Die Kosten des Beschwerdeverfahrens und die dem Angeklagten insoweit entstandenen notwendigen Auslagen trägt die Landeskasse Berlin.
Gründe
Gegen den Beschwerdeführer ist seit dem 31. Mai 2016 das Berufungsverfahren bei der Strafkammer 61 des Landgerichts Berlin anhängig. Mit Verfügung vom 3. Juni 2016 beraumte der ordentliche Kammervorsitzende den Hauptverhandlungstermin auf den 4. Januar 2017 an. In der Folgezeit wurde bekannt, dass der Angeklagte in der Justizvollzugsanstalt D. inhaftiert ist, worauf der Vorsitzende unter dem 26. August 2016 dessen Vor- und Rückführung aus dieser Anstalt anordnete (was die Geschäftsstelle indessen bereits mit Verfügung vom 28. Juli 2016 eigenständig erledigt hatte).
Nachdem der Beschwerdeführer mit Schreiben vom 15. Oktober 2016 unter Beifügung einer Haftbescheinigung, die seine Inhaftierung vom 10. Juni 2016 bis voraussichtlich zum 25. Februar 2017 ausweist, die Beiordnung eines Verteidigers beantragt hatte, gewährte der ordentliche Kammervorsitzende der Staatsanwaltschaft Berlin mit Verfügung vom 25. Oktober 2016 die Gelegenheit, zu diesem Antrag Stellung zu nehmen. Die Staatsanwaltschaft äußerte sich unter dem 28. Oktober 2016 dahin, dass "zu gegebener Zeit" die Haftverhältnisse zu prüfen und sodann über die Beiordnung zu entscheiden sei.

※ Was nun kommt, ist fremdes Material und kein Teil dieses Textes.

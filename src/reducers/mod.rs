mod append_list;
mod merge_record;
mod overwrite_value;
mod registry;

pub use append_list::AppendList;
pub use merge_record::MergeRecord;
pub use overwrite_value::OverwriteValue;
pub use registry::ReducerRegistry;

use crate::types::MergePolicy;
use serde_json::Value;
use std::fmt;

/// Unified reducer trait: every reducer combines an existing field value
/// with one incoming write, producing the new field value.
///
/// Combinators used for `Accumulate` fields must be associative and must
/// preserve the order of their inputs, so folding a layer's patches in
/// declared branch order yields one canonical result.
pub trait Reducer: Send + Sync + fmt::Debug {
    fn combine(&self, existing: Option<&Value>, incoming: &Value) -> Result<Value, ReducerError>;
}

#[derive(Debug)]
pub enum ReducerError {
    UnknownPolicy(MergePolicy),

    Combine {
        policy: MergePolicy,
        message: String,
    },
}

impl fmt::Display for ReducerError {
    fn fmt(&self, f: &mut fmt::Formatter<'_>) -> fmt::Result {
        match self {
            ReducerError::UnknownPolicy(policy) => {
                write!(f, "no reducer registered for policy: {policy}")
            }
            ReducerError::Combine { policy, message } => {
                write!(f, "reducer combine failed for policy {policy}: {message}")
            }
        }
    }
}

impl std::error::Error for ReducerError {}
//! Embedding compiled graphs as nodes of a parent graph.
//!
//! A [`SubgraphNode`] wraps an [`Arc<CompiledGraph>`] and presents it to
//! the parent as one ordinary node with a single logical read/write set.
//! Field maps translate between the parent's schema and the child's input
//! and output shapes, so the two graphs can use different field names (and
//! entirely different schemas). Wrapped graphs nest to arbitrary depth;
//! the parent cannot tell a sub-graph from a plain node.

use std::io::{self, Result as IoResult};
use std::sync::Arc;

use async_trait::async_trait;

use crate::event_bus::{Event, EventBus, EventSink};
use crate::executor::Executor;
use crate::graphs::CompiledGraph;
use crate::node::{Node, NodeContext, NodeError};
use crate::state::{StateInstance, StatePatch, StateView};

/// A compiled graph adapted to the [`Node`] trait.
///
/// # Examples
///
/// ```rust,no_run
/// use std::sync::Arc;
/// use loomflow::subgraph::SubgraphNode;
/// # fn wrap(child: Arc<loomflow::graphs::CompiledGraph>) {
/// let node = SubgraphNode::wrap(
///     child,
///     // parent "cleaned_logs" feeds the child's "cleaned_logs"
///     [("cleaned_logs", "cleaned_logs")],
///     // child "fa_summary" lands in the parent's "fa_summary"
///     [("fa_summary", "fa_summary"), ("processed_logs", "processed_logs")],
/// );
/// # }
/// ```
pub struct SubgraphNode {
    graph: Arc<CompiledGraph>,
    /// Pairs of (parent field, child input field).
    input_map: Vec<(String, String)>,
    /// Pairs of (child output field, parent field).
    output_map: Vec<(String, String)>,
}

impl SubgraphNode {
    /// Wrap `graph` with explicit field maps.
    pub fn wrap<I, O, A, B, C, D>(graph: Arc<CompiledGraph>, input_map: I, output_map: O) -> Self
    where
        I: IntoIterator<Item = (A, B)>,
        O: IntoIterator<Item = (C, D)>,
        A: Into<String>,
        B: Into<String>,
        C: Into<String>,
        D: Into<String>,
    {
        Self {
            graph,
            input_map: input_map
                .into_iter()
                .map(|(a, b)| (a.into(), b.into()))
                .collect(),
            output_map: output_map
                .into_iter()
                .map(|(c, d)| (c.into(), d.into()))
                .collect(),
        }
    }

    /// Wrap `graph` mapping every input and output field to the same name
    /// in the parent. Useful when parent and child share a vocabulary.
    pub fn transparent(graph: Arc<CompiledGraph>) -> Self {
        let schema = graph.schema().clone();
        let input_map = schema
            .input_shape()
            .iter()
            .map(|f| (f.clone(), f.clone()))
            .collect();
        let output_map = schema
            .output_shape()
            .iter()
            .map(|f| (f.clone(), f.clone()))
            .collect();
        Self {
            graph,
            input_map,
            output_map,
        }
    }

    /// Parent-side fields this node reads; use as the registration read set.
    pub fn reads(&self) -> Vec<String> {
        self.input_map.iter().map(|(p, _)| p.clone()).collect()
    }

    /// Parent-side fields this node writes; use as the registration write set.
    pub fn writes(&self) -> Vec<String> {
        self.output_map.iter().map(|(_, p)| p.clone()).collect()
    }
}

#[async_trait]
impl Node for SubgraphNode {
    async fn run(&self, view: StateView, ctx: NodeContext) -> Result<StatePatch, NodeError> {
        let mut initial = StateInstance::new();
        for (parent_field, child_field) in &self.input_map {
            if let Some(value) = view.get(parent_field) {
                initial.set(child_field.clone(), value.clone());
            }
        }

        // Child events surface on the parent's bus.
        let executor = Executor::new().with_event_bus(EventBus::with_sink(ForwardSink {
            sender: ctx.event_bus_sender.clone(),
        }));

        let output = executor
            .run(&self.graph, initial)
            .await
            .map_err(|err| NodeError::Subgraph {
                message: err.to_string(),
            })?;

        // The child's output is ours to consume; move values rather than
        // cloning them across the boundary.
        let mut produced = output.into_fields();
        let mut patch = StatePatch::default();
        for (child_field, parent_field) in &self.output_map {
            if let Some(value) = produced.remove(child_field) {
                patch.insert(parent_field.clone(), value);
            }
        }
        Ok(patch)
    }
}

/// Sink forwarding a child run's events into the parent's bus channel.
struct ForwardSink {
    sender: flume::Sender<Event>,
}

impl EventSink for ForwardSink {
    fn handle(&mut self, event: &Event) -> IoResult<()> {
        self.sender
            .send(event.clone())
            .map_err(|_| io::Error::new(io::ErrorKind::BrokenPipe, "parent bus closed"))
    }
}
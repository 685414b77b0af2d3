//! State containers for workflow execution.
//!
//! State in loomflow is schema-driven: a [`StateInstance`] maps declared
//! field names to JSON values and conforms to exactly one
//! [`StateSchema`](crate::schema::StateSchema) at a time. Nodes never touch
//! the shared instance directly; they receive a read-only [`StateView`]
//! projected down to their declared read set and return a [`StatePatch`]
//! that the executor folds back in at the next barrier.
//!
//! # Examples
//!
//! ```rust
//! use loomflow::state::StateInstance;
//! use serde_json::json;
//!
//! let state = StateInstance::builder()
//!     .with_field("raw_logs", json!([{"id": "log-1", "question": "?"}]))
//!     .with_field("attempt", json!(1))
//!     .build();
//!
//! assert_eq!(state.get("attempt"), Some(&json!(1)));
//! assert!(state.get("missing").is_none());
//! ```

use rustc_hash::FxHashMap;
use serde_json::Value;

use crate::utils::collections::{field_map_with_capacity, new_field_map};

/// A mapping from declared field names to values, owned by a single run.
///
/// Partially populated while a run is in flight; the executor guarantees the
/// declared output shape is fully populated before a run reports success.
#[derive(Clone, Debug, Default, PartialEq)]
pub struct StateInstance {
    fields: FxHashMap<String, Value>,
}

/// A partial state update returned by a node.
///
/// Patches carry only the fields the node wrote; the executor validates
/// them against the node's declared write set and merges them through the
/// schema's per-field policies.
pub type StatePatch = FxHashMap<String, Value>;

/// Read-only projection of a [`StateInstance`] handed to a node.
///
/// Contains clones of exactly the fields in the node's declared read set,
/// taken at the start of the node's layer. Sibling patches from the same
/// layer are never visible here.
#[derive(Clone, Debug, Default)]
pub struct StateView {
    fields: FxHashMap<String, Value>,
}

impl StateInstance {
    /// Creates an empty instance.
    #[must_use]
    pub fn new() -> Self {
        Self {
            fields: new_field_map(),
        }
    }

    /// Creates a builder for fluent construction of an initial state.
    pub fn builder() -> StateInstanceBuilder {
        StateInstanceBuilder::default()
    }

    /// Builds an instance from an existing field map.
    pub fn from_fields(fields: FxHashMap<String, Value>) -> Self {
        Self { fields }
    }

    /// Returns the value of `field`, if present.
    pub fn get(&self, field: &str) -> Option<&Value> {
        self.fields.get(field)
    }

    /// Returns `true` if `field` is populated.
    pub fn contains(&self, field: &str) -> bool {
        self.fields.contains_key(field)
    }

    /// Sets `field` to `value`, replacing any previous value.
    pub fn set(&mut self, field: impl Into<String>, value: Value) -> &mut Self {
        self.fields.insert(field.into(), value);
        self
    }

    /// Number of populated fields.
    pub fn len(&self) -> usize {
        self.fields.len()
    }

    /// Returns `true` if no field is populated.
    pub fn is_empty(&self) -> bool {
        self.fields.is_empty()
    }

    /// Iterate over populated `(field, value)` pairs in arbitrary order.
    pub fn iter(&self) -> impl Iterator<Item = (&String, &Value)> {
        self.fields.iter()
    }

    /// Clone the fields named in `keys` into a read-only [`StateView`].
    ///
    /// Missing fields are simply absent from the view; presence checks are
    /// the compiler's and executor's job, not the projection's.
    pub fn project(&self, keys: &[String]) -> StateView {
        let mut fields = field_map_with_capacity(keys.len());
        for key in keys {
            if let Some(value) = self.fields.get(key) {
                fields.insert(key.clone(), value.clone());
            }
        }
        StateView { fields }
    }

    /// Narrow this instance to the given keys, dropping everything else.
    ///
    /// Used to project a finished run onto a graph's declared output shape.
    #[must_use]
    pub fn narrow_to(&self, keys: &[String]) -> StateInstance {
        let mut fields = field_map_with_capacity(keys.len());
        for key in keys {
            if let Some(value) = self.fields.get(key) {
                fields.insert(key.clone(), value.clone());
            }
        }
        StateInstance { fields }
    }

    /// Consume the instance, yielding the underlying field map.
    pub fn into_fields(self) -> FxHashMap<String, Value> {
        self.fields
    }
}

impl StateView {
    /// Returns the value of `field`, if it was in the read set and populated.
    pub fn get(&self, field: &str) -> Option<&Value> {
        self.fields.get(field)
    }

    /// Returns `true` if `field` is present in the view.
    pub fn contains(&self, field: &str) -> bool {
        self.fields.contains_key(field)
    }

    /// Number of fields in the view.
    pub fn len(&self) -> usize {
        self.fields.len()
    }

    /// Returns `true` if the view carries no fields.
    pub fn is_empty(&self) -> bool {
        self.fields.is_empty()
    }

    /// Convenience accessor: the field as a string slice, if it is one.
    pub fn get_str(&self, field: &str) -> Option<&str> {
        self.fields.get(field).and_then(Value::as_str)
    }

    /// Convenience accessor: the field as a JSON array, if it is one.
    pub fn get_array(&self, field: &str) -> Option<&Vec<Value>> {
        self.fields.get(field).and_then(Value::as_array)
    }

    #[cfg(test)]
    pub fn from_fields(fields: FxHashMap<String, Value>) -> Self {
        Self { fields }
    }
}

/// Fluent builder for initial [`StateInstance`]s.
///
/// # Examples
///
/// ```rust
/// use loomflow::state::StateInstance;
/// use serde_json::json;
///
/// let state = StateInstance::builder()
///     .with_field("raw_logs", json!([]))
///     .build();
/// assert!(state.contains("raw_logs"));
/// ```
#[derive(Debug, Default)]
pub struct StateInstanceBuilder {
    fields: FxHashMap<String, Value>,
}

impl StateInstanceBuilder {
    /// Populate `field` with `value`.
    #[must_use]
    pub fn with_field(mut self, field: impl Into<String>, value: Value) -> Self {
        self.fields.insert(field.into(), value);
        self
    }

    /// Build the final instance.
    pub fn build(self) -> StateInstance {
        StateInstance {
            fields: self.fields,
        }
    }
}

#[cfg(test)]
mod tests {
    use super::*;
    use serde_json::json;

    #[test]
    fn builder_populates_fields() {
        let state = StateInstance::builder()
            .with_field("a", json!(1))
            .with_field("b", json!("two"))
            .build();
        assert_eq!(state.len(), 2);
        assert_eq!(state.get("a"), Some(&json!(1)));
    }

    #[test]
    fn project_clones_only_requested_keys() {
        let mut state = StateInstance::new();
        state.set("keep", json!("yes"));
        state.set("drop", json!("no"));

        let view = state.project(&["keep".to_string(), "absent".to_string()]);
        assert_eq!(view.get_str("keep"), Some("yes"));
        assert!(!view.contains("drop"));
        assert!(!view.contains("absent"));
    }

    #[test]
    fn projection_is_independent_of_source() {
        let mut state = StateInstance::new();
        state.set("k", json!("before"));
        let view = state.project(&["k".to_string()]);
        state.set("k", json!("after"));
        assert_eq!(view.get_str("k"), Some("before"));
    }

    #[test]
    fn narrow_to_drops_internal_fields() {
        let mut state = StateInstance::new();
        state.set("internal", json!(0));
        state.set("out", json!(1));
        let narrowed = state.narrow_to(&["out".to_string()]);
        assert!(!narrowed.contains("internal"));
        assert_eq!(narrowed.get("out"), Some(&json!(1)));
    }
}
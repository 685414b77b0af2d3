#![allow(dead_code)]

use std::sync::Arc;

use loomflow::event_bus::{EventBus, MemorySink};
use loomflow::executor::Executor;
use loomflow::graphs::{CompiledGraph, GraphBuilder, compile};
use loomflow::node::NodeRegistry;
use loomflow::schema::{FieldSpec, StateSchema};
use loomflow::types::{FieldType, NodeId};
use serde_json::json;

use super::nodes::AppendItems;

/// An executor whose events land in a memory sink instead of stdout.
pub fn quiet_executor() -> (Executor, MemorySink) {
    let sink = MemorySink::new();
    let executor = Executor::new().with_event_bus(EventBus::with_sink(sink.clone()));
    (executor, sink)
}

/// Schema with one accumulating list field `items` as the output.
pub fn items_schema() -> Arc<StateSchema> {
    Arc::new(
        StateSchema::builder("items")
            .field(FieldSpec::optional("items", FieldType::List).accumulating())
            .output(["items"])
            .build()
            .unwrap(),
    )
}

/// Fan-out graph: Start -> each branch; branch `i` appends `values[i]`
/// to `items` after `delays[i]` milliseconds. Branches are declared in
/// index order.
pub fn fan_out_items_graph(values: &[&str], delays: &[u64]) -> Arc<CompiledGraph> {
    assert_eq!(values.len(), delays.len());
    let mut registry = NodeRegistry::new(items_schema());
    let mut builder = GraphBuilder::new();
    for (i, (value, delay)) in values.iter().zip(delays).enumerate() {
        let name = format!("branch_{i}");
        registry
            .register(
                name.as_str(),
                Arc::new(AppendItems::new("items", vec![json!(value)]).with_delay(*delay)),
                Vec::<String>::new(),
                vec!["items"],
            )
            .unwrap();
        builder = builder.add_node(name.as_str()).add_edge(NodeId::Start, name.as_str());
    }
    Arc::new(compile(builder.build().unwrap(), registry).unwrap())
}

Mit diesem Verfahrensstand lagen die Akten am 2. November 2016 dem Dezernatsvertreter vor. Dieser verfügte "zur Ersparung von Kosten für einen andernfalls notwendigen Verteidiger" die Aufhebung des Termins vom 4. Januar 2017, ließ die Staatsanwaltschaft davon in Kenntnis setzen, dass ein neuer Termin "nach Haftentlassung des Angeklagten" anberaumt werde, und bestimmte eine Frist zur Widervorlage der Sache von drei Monaten.
Gegen die Terminsaufhebung wendet sich der Beschwerdeführer mit seiner Beschwerde vom 18. November 2016. Das Rechtsmittel führt zu dem aus dem Entscheidungssatz ersichtlichen Ausspruch.
1. Die Beschwerde ist zulässig. § 305 Abs. 1 Satz 1 StPO steht der Anfechtung nicht entgegen. Zwar unterliegen nach dieser Vorschrift Entscheidungen, die der Urteilsfällung vorausgehen, insbesondere auch Terminsverfügungen des Vorsitzenden, grundsätzlich nicht der Beschwerde. Damit sind aber nur solche Entscheidungen gemeint, die im inneren Zusammenhang mit dem nachfolgenden Urteil stehen, ausschließlich seiner Vorbereitung dienen und keine weiteren Verfahrenswirkungen erzeugen (OLG Frankfurt StV 1990, 201; OLG Braunschweig StraFo 1996, 59 mwN). Maßnahmen, die eine vom Urteil nicht umfasste, selbständige Beschwer eines Verfahrensbeteiligten bewirken sowie vom erkennenden Gericht nicht bei Erlass des Urteils und auch nicht im Rahmen einer Urteilsanfechtung nachprüfbar sind, bleiben selbständig anfechtbar. Überprüfbar ist im Rahmen einer Terminsverfügung aber nur die Frage, ob der Vorsitzende sein Ermessen rechtsfehlerhaft ausgeübt und dadurch eine selbständige Beschwer für Prozessbeteiligte bewirkt hat, dagegen nicht die Zweckmäßigkeit einer Terminsbestimmung (vgl. OLG Braunschweig aaO.; s. auch Senat, Beschluss vom 5. Juni 2001 - 4 Ws 80/01 - mwN).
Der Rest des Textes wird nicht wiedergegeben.